Exercise requirements>
Every line that holds the word "match" needs to be copied from the data below.
>>>>
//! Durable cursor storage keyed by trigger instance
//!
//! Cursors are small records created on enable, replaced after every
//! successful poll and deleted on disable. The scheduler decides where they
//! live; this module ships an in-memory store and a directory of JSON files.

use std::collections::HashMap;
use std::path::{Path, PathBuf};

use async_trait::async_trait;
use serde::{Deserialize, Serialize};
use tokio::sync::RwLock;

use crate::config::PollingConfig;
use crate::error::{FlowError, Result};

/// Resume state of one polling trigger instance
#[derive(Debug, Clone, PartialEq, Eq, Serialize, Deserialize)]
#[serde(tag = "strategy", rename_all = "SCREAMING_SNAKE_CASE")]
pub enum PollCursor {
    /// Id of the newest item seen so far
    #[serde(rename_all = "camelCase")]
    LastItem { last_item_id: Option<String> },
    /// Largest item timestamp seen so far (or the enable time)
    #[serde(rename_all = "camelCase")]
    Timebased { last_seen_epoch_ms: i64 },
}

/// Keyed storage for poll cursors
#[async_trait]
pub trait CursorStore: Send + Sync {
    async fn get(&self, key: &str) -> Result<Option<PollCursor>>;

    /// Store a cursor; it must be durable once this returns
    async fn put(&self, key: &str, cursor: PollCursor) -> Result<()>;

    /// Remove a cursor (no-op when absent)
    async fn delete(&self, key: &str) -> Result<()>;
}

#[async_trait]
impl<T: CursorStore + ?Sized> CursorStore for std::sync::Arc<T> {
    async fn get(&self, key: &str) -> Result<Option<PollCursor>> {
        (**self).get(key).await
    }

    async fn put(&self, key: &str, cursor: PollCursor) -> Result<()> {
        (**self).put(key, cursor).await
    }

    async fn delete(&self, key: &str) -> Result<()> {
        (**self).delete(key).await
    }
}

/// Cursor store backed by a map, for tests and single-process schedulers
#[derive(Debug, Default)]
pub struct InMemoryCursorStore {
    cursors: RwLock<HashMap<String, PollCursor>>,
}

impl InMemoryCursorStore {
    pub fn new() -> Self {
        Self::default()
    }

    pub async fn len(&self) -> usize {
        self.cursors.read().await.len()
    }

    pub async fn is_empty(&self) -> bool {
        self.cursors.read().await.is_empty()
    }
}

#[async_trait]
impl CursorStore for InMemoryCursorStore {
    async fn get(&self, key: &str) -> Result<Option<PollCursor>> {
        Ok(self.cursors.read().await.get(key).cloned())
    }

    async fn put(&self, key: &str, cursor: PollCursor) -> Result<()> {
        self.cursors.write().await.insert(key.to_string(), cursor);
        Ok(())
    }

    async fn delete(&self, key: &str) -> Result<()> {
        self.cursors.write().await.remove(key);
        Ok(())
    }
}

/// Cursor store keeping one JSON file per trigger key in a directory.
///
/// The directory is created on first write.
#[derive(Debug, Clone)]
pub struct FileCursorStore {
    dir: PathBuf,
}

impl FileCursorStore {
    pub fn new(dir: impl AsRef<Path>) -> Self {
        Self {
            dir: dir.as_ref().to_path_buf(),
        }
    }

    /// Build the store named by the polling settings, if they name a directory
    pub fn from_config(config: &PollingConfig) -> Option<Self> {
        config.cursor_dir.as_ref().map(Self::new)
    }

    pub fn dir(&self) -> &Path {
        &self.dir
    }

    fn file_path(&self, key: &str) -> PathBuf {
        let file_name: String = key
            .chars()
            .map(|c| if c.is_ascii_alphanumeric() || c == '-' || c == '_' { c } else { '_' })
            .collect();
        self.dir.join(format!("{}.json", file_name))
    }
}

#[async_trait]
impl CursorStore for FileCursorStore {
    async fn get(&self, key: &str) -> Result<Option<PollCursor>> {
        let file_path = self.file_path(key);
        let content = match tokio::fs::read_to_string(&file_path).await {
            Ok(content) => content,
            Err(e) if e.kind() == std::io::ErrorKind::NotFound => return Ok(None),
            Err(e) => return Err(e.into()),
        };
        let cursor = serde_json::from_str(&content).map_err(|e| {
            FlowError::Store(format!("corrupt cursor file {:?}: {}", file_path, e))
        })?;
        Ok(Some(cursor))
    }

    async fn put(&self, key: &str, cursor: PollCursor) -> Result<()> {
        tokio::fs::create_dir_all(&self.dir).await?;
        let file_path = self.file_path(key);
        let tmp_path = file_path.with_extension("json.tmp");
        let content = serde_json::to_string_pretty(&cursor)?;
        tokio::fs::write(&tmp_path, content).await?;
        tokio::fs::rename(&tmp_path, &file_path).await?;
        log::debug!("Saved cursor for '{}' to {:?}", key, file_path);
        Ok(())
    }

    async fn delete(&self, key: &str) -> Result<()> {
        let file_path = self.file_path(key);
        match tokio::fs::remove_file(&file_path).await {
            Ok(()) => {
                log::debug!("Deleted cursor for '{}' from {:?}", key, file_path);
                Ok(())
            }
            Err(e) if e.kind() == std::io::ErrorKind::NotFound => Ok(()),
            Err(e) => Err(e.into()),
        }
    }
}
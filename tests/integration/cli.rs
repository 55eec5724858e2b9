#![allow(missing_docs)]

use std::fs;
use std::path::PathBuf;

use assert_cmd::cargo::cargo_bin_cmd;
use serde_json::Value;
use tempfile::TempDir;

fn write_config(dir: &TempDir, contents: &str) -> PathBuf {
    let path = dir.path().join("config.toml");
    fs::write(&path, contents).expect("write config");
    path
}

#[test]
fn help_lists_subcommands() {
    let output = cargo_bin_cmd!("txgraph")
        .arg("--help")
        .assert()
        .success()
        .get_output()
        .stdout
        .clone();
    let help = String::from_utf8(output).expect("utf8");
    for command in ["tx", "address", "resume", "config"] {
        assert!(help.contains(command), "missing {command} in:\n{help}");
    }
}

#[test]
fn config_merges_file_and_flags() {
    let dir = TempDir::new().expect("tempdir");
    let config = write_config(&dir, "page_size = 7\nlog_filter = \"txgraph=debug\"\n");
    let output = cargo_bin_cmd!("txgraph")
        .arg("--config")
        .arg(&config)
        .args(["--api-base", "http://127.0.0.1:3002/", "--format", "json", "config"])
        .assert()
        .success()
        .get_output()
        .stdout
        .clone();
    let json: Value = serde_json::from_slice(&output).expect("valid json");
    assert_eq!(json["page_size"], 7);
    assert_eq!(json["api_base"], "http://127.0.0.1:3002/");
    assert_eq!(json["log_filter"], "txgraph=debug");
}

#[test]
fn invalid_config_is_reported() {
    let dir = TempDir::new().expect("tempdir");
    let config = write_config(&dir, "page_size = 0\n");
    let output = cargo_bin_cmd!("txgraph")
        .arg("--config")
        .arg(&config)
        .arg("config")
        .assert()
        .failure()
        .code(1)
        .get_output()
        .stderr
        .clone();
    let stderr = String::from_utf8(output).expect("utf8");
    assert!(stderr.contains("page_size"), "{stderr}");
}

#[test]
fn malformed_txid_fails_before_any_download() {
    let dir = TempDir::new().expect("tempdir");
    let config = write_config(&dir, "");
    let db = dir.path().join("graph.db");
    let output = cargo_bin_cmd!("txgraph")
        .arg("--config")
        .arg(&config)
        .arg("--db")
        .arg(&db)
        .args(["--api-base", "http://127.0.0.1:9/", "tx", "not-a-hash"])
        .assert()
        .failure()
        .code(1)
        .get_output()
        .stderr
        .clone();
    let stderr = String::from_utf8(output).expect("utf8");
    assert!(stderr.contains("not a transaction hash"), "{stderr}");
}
<<<<
Answer space>
        let content = match tokio::fs::read_to_string(&file_path).await {
        match tokio::fs::remove_file(&file_path).await {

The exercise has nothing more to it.